How MVCC Works in PostgreSQL vs InnoDB: A Deep Dive into Concurrency
This article explains the fundamentals of Multi-Version Concurrency Control (MVCC), compares its implementation in PostgreSQL and InnoDB, and highlights key differences in version storage, transaction handling, vacuuming, and index updates.
What is MVCC?
Multi‑Version Concurrency Control (MVCC) is a concurrency model that stores several versions of a data object. Each transaction sees a snapshot of the data that is consistent with its isolation level, allowing reads and writes to proceed without blocking each other.
MVCC in PostgreSQL
PostgreSQL stores rows (tuples) in heap pages (default 8 KB). Two system columns are added to every tuple:
xmin – the transaction ID that created the tuple (INSERT or UPDATE).
xmax – the transaction ID that deleted or superseded the tuple; NULL for the current version.
When a row is inserted, a new tuple with xmin set to the inserting transaction ID and xmax = NULL is written to the heap. An UPDATE creates a new tuple with a fresh xmin; the old tuple’s xmax is set to the updating transaction ID, forming a version chain. DELETE only sets xmax, leaving the old tuple in place.
Visibility rules (READ COMMITTED example) :
Transaction 495 inserts a tuple → xmin=495, xmax=NULL.
Transaction 496 starts before 495 commits; it cannot see the uncommitted tuple because its snapshot does not include transaction 495.
After transaction 495 commits, both sessions see the tuple because the tuple’s xmin is now visible.
A SELECT scans the version chain until it finds a tuple whose xmin is visible to the current snapshot and whose xmax is either NULL or belongs to a transaction that has not yet committed.

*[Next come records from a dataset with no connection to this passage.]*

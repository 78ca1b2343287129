use anyhow::Result;
use clap::{Arg, ArgAction, Command};
use colored::Colorize;

use wifipass::commands;
use wifipass::ui::messages;

/// Flags shared by the bare invocation and the `show` subcommand
fn with_lookup_args(command: Command) -> Command {
    command
        .arg(
            Arg::new("timeout")
                .short('t')
                .long("timeout")
                .value_name("SECONDS")
                .help("Maximum time each system command may run")
                .value_parser(clap::value_parser!(u64))
                .default_value("15"),
        )
        .arg(
            Arg::new("interface")
                .short('i')
                .long("interface")
                .value_name("NAME")
                .help("Wi-Fi device to query on macOS")
                .default_value("en0"),
        )
        .arg(
            Arg::new("name-only")
                .short('n')
                .long("name-only")
                .help("Only show the network name, skip the password lookup")
                .action(ArgAction::SetTrue),
        )
        .arg(
            Arg::new("json")
                .long("json")
                .help("Print the result as JSON")
                .action(ArgAction::SetTrue),
        )
}

fn build_cli() -> Command {
    let root = Command::new("wifipass")
        .about("Show the connected Wi-Fi network and its stored password")
        .disable_version_flag(true)
        .arg(
            Arg::new("version")
                .short('V')
                .long("version")
                .help("Print version information")
                .action(ArgAction::SetTrue),
        )
        .arg(
            Arg::new("verbose")
                .short('v')
                .long("verbose")
                .help("Show debug diagnostics")
                .global(true)
                .action(ArgAction::SetTrue),
        )
        .subcommand(with_lookup_args(
            Command::new("show").about("Look up the connected network (default)"),
        ))
        .subcommand(Command::new("version").about("Shows version information"));

    with_lookup_args(root)
}

fn main() -> Result<()> {
    let matches = build_cli().get_matches();

    wifipass::init_logging(matches.get_flag("verbose"));

    ctrlc::set_handler(|| {
        println!();
        println!("{}", messages::INTERRUPTED.yellow().bold());
        std::process::exit(130);
    })
    .map_err(|e| anyhow::anyhow!("Failed to set Ctrl+C handler: {}", e))?;

    if matches.get_flag("version") {
        return commands::version();
    }

    match matches.subcommand() {
        Some(("show", sub_matches)) => commands::show(sub_matches),
        Some(("version", _)) => commands::version(),
        _ => commands::show(&matches),
    }
}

Old versions remain in the heap until the VACUUM process removes tuples whose xmax belongs to a committed transaction and that are no longer needed by any active snapshot.
MVCC in InnoDB
InnoDB adds two hidden columns to each row:
DB_TRX_ID – the transaction ID that inserted or last updated the row.
DB_ROLL_PTR – a pointer to the undo‑log record that stores the previous version of the row.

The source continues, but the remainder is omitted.